● **Task prompt**
How many lines in this data contain the string "long"? Reply with the number only.

● **Provided material**
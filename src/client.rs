use std::time::Duration;

use reqwest::header::{HeaderMap, HeaderValue, AUTHORIZATION, RETRY_AFTER, USER_AGENT};
use reqwest::Method;
use serde::de::DeserializeOwned;
use serde::Serialize;
use tracing::{debug, warn};
use url::Url;

use crate::errors::{MediaError, Result};
use crate::validation;

const DEFAULT_BASE_URL: &str = "https://management.azure.com";
const DEFAULT_API_VERSION: &str = "2023-01-01";
const DEFAULT_MAX_RETRIES: u32 = 3;
const DEFAULT_TIMEOUT: Duration = Duration::from_secs(60);
pub(crate) const DEFAULT_POLL_INTERVAL: Duration = Duration::from_secs(5);
pub(crate) const DEFAULT_POLL_TIMEOUT: Duration = Duration::from_secs(60 * 60);
const MAX_BACKOFF: Duration = Duration::from_secs(30);

const USER_AGENT_VALUE: &str = concat!("mediaservices-rust/", env!("CARGO_PKG_VERSION"));

pub(crate) const PROVIDER_NAMESPACE: &str = "Microsoft.Media";

/// Builder for constructing a [`Client`] with custom configuration.
///
/// # Example
///
/// ```no_run
/// use mediaservices::ClientBuilder;
/// use std::time::Duration;
///
/// # fn example() -> mediaservices::Result<()> {
/// let client = ClientBuilder::new()
///     .access_token("eyJ0eXAi...")
///     .subscription_id("00000000-0000-0000-0000-000000000000")
///     .max_retries(5)
///     .poll_interval(Duration::from_secs(2))
///     .build()?;
/// # Ok(())
/// # }
/// ```
pub struct ClientBuilder {
    access_token: Option<String>,
    subscription_id: Option<String>,
    base_url: String,
    api_version: String,
    max_retries: u32,
    timeout: Duration,
    poll_interval: Duration,
    poll_timeout: Duration,
}

impl ClientBuilder {
    /// Create a new builder with default settings.
    pub fn new() -> Self {
        Self {
            access_token: None,
            subscription_id: None,
            base_url: DEFAULT_BASE_URL.to_string(),
            api_version: DEFAULT_API_VERSION.to_string(),
            max_retries: DEFAULT_MAX_RETRIES,
            timeout: DEFAULT_TIMEOUT,
            poll_interval: DEFAULT_POLL_INTERVAL,
            poll_timeout: DEFAULT_POLL_TIMEOUT,
        }
    }

    /// Set the bearer token sent with every request.
    pub fn access_token(mut self, token: impl Into<String>) -> Self {
        self.access_token = Some(token.into());
        self
    }

    /// Set the subscription that owns the media resources.
    pub fn subscription_id(mut self, id: impl Into<String>) -> Self {
        self.subscription_id = Some(id.into());
        self
    }

    /// Override the management endpoint (defaults to `https://management.azure.com`).
    pub fn base_url(mut self, url: impl Into<String>) -> Self {
        self.base_url = url.into();
        self
    }

    /// Override the `api-version` query parameter (defaults to `2023-01-01`).
    pub fn api_version(mut self, version: impl Into<String>) -> Self {
        self.api_version = version.into();
        self
    }

    /// Set the maximum number of retries for transient errors (defaults to 3).
    pub fn max_retries(mut self, n: u32) -> Self {
        self.max_retries = n;
        self
    }

    /// Set the HTTP request timeout (defaults to 60 seconds).
    pub fn timeout(mut self, d: Duration) -> Self {
        self.timeout = d;
        self
    }

    /// Delay between long-running operation polls when the service sends no
    /// `Retry-After` (defaults to 5 seconds).
    pub fn poll_interval(mut self, d: Duration) -> Self {
        self.poll_interval = d;
        self
    }

    /// Give up on a long-running operation after this long (defaults to 1 hour).
    pub fn poll_timeout(mut self, d: Duration) -> Self {
        self.poll_timeout = d;
        self
    }

    /// Build the [`Client`].
    ///
    /// Unset credentials fall back to the `AZURE_ACCESS_TOKEN` and
    /// `AZURE_SUBSCRIPTION_ID` environment variables.
    ///
    /// Returns [`MediaError::Authentication`] if no token is available and
    /// [`MediaError::Validation`] for a malformed subscription id or base URL.
    pub fn build(self) -> Result<Client> {
        let access_token = self
            .access_token
            .or_else(|| std::env::var("AZURE_ACCESS_TOKEN").ok())
            .filter(|t| !t.is_empty())
            .ok_or_else(|| MediaError::Authentication {
                message: "access token is required. Pass it to ClientBuilder::access_token() \
                          or set the AZURE_ACCESS_TOKEN environment variable."
                    .into(),
            })?;

        let subscription_id = self
            .subscription_id
            .or_else(|| std::env::var("AZURE_SUBSCRIPTION_ID").ok())
            .unwrap_or_default();
        validation::subscription_id(&subscription_id)?;

        if self.api_version.is_empty() {
            return Err(MediaError::validation("apiVersion", "must not be empty"));
        }
        if self.poll_interval.is_zero() {
            return Err(MediaError::validation("pollInterval", "must be greater than zero"));
        }

        let base_url = Url::parse(self.base_url.trim_end_matches('/'))?;
        if base_url.cannot_be_a_base() || !matches!(base_url.scheme(), "http" | "https") {
            return Err(MediaError::validation(
                "baseUrl",
                "must be an absolute http(s) URL",
            ));
        }

        let mut default_headers = HeaderMap::new();
        default_headers.insert(USER_AGENT, HeaderValue::from_static(USER_AGENT_VALUE));

        let http = reqwest::Client::builder()
            .timeout(self.timeout)
            .default_headers(default_headers)
            .build()
            .map_err(MediaError::Http)?;

        Ok(Client {
            base_url,
            subscription_id,
            access_token,
            api_version: self.api_version,
            http,
            max_retries: self.max_retries,
            poll_interval: self.poll_interval,
            poll_timeout: self.poll_timeout,
        })
    }
}

impl Default for ClientBuilder {
    fn default() -> Self {
        Self::new()
    }
}

/// The media services management client.
///
/// Use [`Client::new`] for quick construction or [`ClientBuilder`] for full control.
/// Resource operations live in per-resource `impl` blocks; every method validates
/// its arguments before sending anything.
///
/// # Example
///
/// ```no_run
/// use mediaservices::Client;
///
/// # async fn example() -> mediaservices::Result<()> {
/// let client = Client::new("00000000-0000-0000-0000-000000000000", "eyJ0eXAi...")?;
///
/// let asset = client.get_asset("media-rg", "contosomedia", "input-asset").await?;
/// println!("container: {:?}", asset.properties.container);
/// # Ok(())
/// # }
/// ```
pub struct Client {
    base_url: Url,
    subscription_id: String,
    access_token: String,
    api_version: String,
    http: reqwest::Client,
    max_retries: u32,
    pub(crate) poll_interval: Duration,
    pub(crate) poll_timeout: Duration,
}

/// A fully-read HTTP response.
#[derive(Debug)]
pub(crate) struct RawResponse {
    pub status: u16,
    pub headers: HeaderMap,
    pub text: String,
}

impl RawResponse {
    pub(crate) fn decode<T: DeserializeOwned>(&self) -> Result<T> {
        decode_body(&self.text)
    }
}

impl Client {
    /// Create a new client with the given subscription and bearer token and
    /// default settings.
    ///
    /// For customization, use [`ClientBuilder`] instead.
    pub fn new(subscription_id: impl Into<String>, access_token: impl Into<String>) -> Result<Self> {
        ClientBuilder::new()
            .subscription_id(subscription_id)
            .access_token(access_token)
            .build()
    }

    /// The subscription this client operates on.
    pub fn subscription_id(&self) -> &str {
        &self.subscription_id
    }

    /// The `api-version` sent with every request.
    pub fn api_version(&self) -> &str {
        &self.api_version
    }

    // -----------------------------------------------------------------------
    // URL construction
    // -----------------------------------------------------------------------

    /// `{base}/{segments...}?api-version=...` with each segment percent-encoded.
    pub(crate) fn url(&self, segments: &[&str]) -> Result<Url> {
        let mut url = self.base_url.clone();
        url.path_segments_mut()
            .map_err(|_| MediaError::validation("baseUrl", "must be an absolute http(s) URL"))?
            .pop_if_empty()
            .extend(segments);
        url.query_pairs_mut()
            .append_pair("api-version", &self.api_version);
        Ok(url)
    }

    /// URL below `/subscriptions/{subscriptionId}`.
    pub(crate) fn subscription_url(&self, segments: &[&str]) -> Result<Url> {
        let mut all = vec!["subscriptions", self.subscription_id.as_str()];
        all.extend_from_slice(segments);
        self.url(&all)
    }

    /// URL below a media services account; validates the resource group and
    /// account name.
    pub(crate) fn account_url(
        &self,
        resource_group: &str,
        account_name: &str,
        segments: &[&str],
    ) -> Result<Url> {
        validation::resource_group(resource_group)?;
        validation::account_name(account_name)?;

        let mut all = vec![
            "resourceGroups",
            resource_group,
            "providers",
            PROVIDER_NAMESPACE,
            "mediaServices",
            account_name,
        ];
        all.extend_from_slice(segments);
        self.subscription_url(&all)
    }

    /// Parse an absolute URL handed out by the service (next-links, operation
    /// status URLs) and make sure it carries an `api-version`.
    pub(crate) fn service_url(&self, raw: &str) -> Result<Url> {
        let mut url = Url::parse(raw)?;
        let has_version = url.query_pairs().any(|(k, _)| k == "api-version");
        if !has_version {
            url.query_pairs_mut()
                .append_pair("api-version", &self.api_version);
        }
        Ok(url)
    }

    // -----------------------------------------------------------------------
    // Typed request helpers
    // -----------------------------------------------------------------------

    pub(crate) async fn get<T: DeserializeOwned>(&self, url: Url) -> Result<T> {
        self.execute(Method::GET, url, None).await?.decode()
    }

    pub(crate) async fn put<B, T>(&self, url: Url, body: &B) -> Result<T>
    where
        B: Serialize + ?Sized,
        T: DeserializeOwned,
    {
        let body = serde_json::to_value(body)?;
        self.execute(Method::PUT, url, Some(body)).await?.decode()
    }

    pub(crate) async fn patch<B, T>(&self, url: Url, body: &B) -> Result<T>
    where
        B: Serialize + ?Sized,
        T: DeserializeOwned,
    {
        let body = serde_json::to_value(body)?;
        self.execute(Method::PATCH, url, Some(body)).await?.decode()
    }

    pub(crate) async fn post<T: DeserializeOwned>(
        &self,
        url: Url,
        body: Option<serde_json::Value>,
    ) -> Result<T> {
        self.execute(Method::POST, url, body).await?.decode()
    }

    /// DELETE; 200 and 204 both count as success.
    pub(crate) async fn delete(&self, url: Url) -> Result<()> {
        self.execute(Method::DELETE, url, None).await?;
        Ok(())
    }

    /// Execute an HTTP request with automatic retry for transient failures.
    ///
    /// Retries are performed for:
    /// - HTTP 5xx server errors
    /// - HTTP 429 rate-limit responses (honoring `Retry-After`)
    /// - Network-level errors (connection refused, timeout, etc.)
    ///
    /// Exponential backoff is applied: 1s, 2s, 4s, ... capped at 30s.
    pub(crate) async fn execute(
        &self,
        method: Method,
        url: Url,
        body: Option<serde_json::Value>,
    ) -> Result<RawResponse> {
        let mut attempt = 0;

        loop {
            let err = match self.execute_once(method.clone(), url.clone(), body.as_ref()).await {
                Ok(response) => return Ok(response),
                Err(e) if e.is_retryable() && attempt < self.max_retries => e,
                Err(e) => return Err(e),
            };

            attempt += 1;
            let backoff = match &err {
                MediaError::RateLimit {
                    retry_after: Some(after),
                    ..
                } => *after,
                _ => Duration::from_secs(1 << (attempt - 1).min(5)),
            }
            .min(MAX_BACKOFF);

            warn!(
                error = %err,
                %method,
                retry = attempt,
                max_retries = self.max_retries,
                backoff_ms = backoff.as_millis() as u64,
                "retrying request"
            );

            tokio::time::sleep(backoff).await;
        }
    }

    /// Make a single request without retry.
    async fn execute_once(
        &self,
        method: Method,
        url: Url,
        body: Option<&serde_json::Value>,
    ) -> Result<RawResponse> {
        debug!(%method, url = %url, "sending request");

        let mut req = self
            .http
            .request(method, url)
            .header(AUTHORIZATION, format!("Bearer {}", self.access_token));

        if let Some(b) = body {
            req = req.json(b);
        }

        let response = req.send().await?;
        let status = response.status().as_u16();
        let headers = response.headers().clone();
        let text = response.text().await?;

        if (200..300).contains(&status) {
            return Ok(RawResponse {
                status,
                headers,
                text,
            });
        }

        debug!(status, "request failed");
        Err(MediaError::from_response(status, &text, retry_after(&headers)))
    }
}

/// Parse a `Retry-After` header given in whole seconds.
pub(crate) fn retry_after(headers: &HeaderMap) -> Option<Duration> {
    headers
        .get(RETRY_AFTER)
        .and_then(|v| v.to_str().ok())
        .and_then(|v| v.trim().parse::<u64>().ok())
        .map(Duration::from_secs)
}

/// Deserialize a response body; an empty body reads as JSON `null` so that
/// `()` and `Option<T>` targets accept 202/204 responses.
pub(crate) fn decode_body<T: DeserializeOwned>(text: &str) -> Result<T> {
    let text = if text.trim().is_empty() { "null" } else { text };
    Ok(serde_json::from_str(text)?)
}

● **Problem solution**
2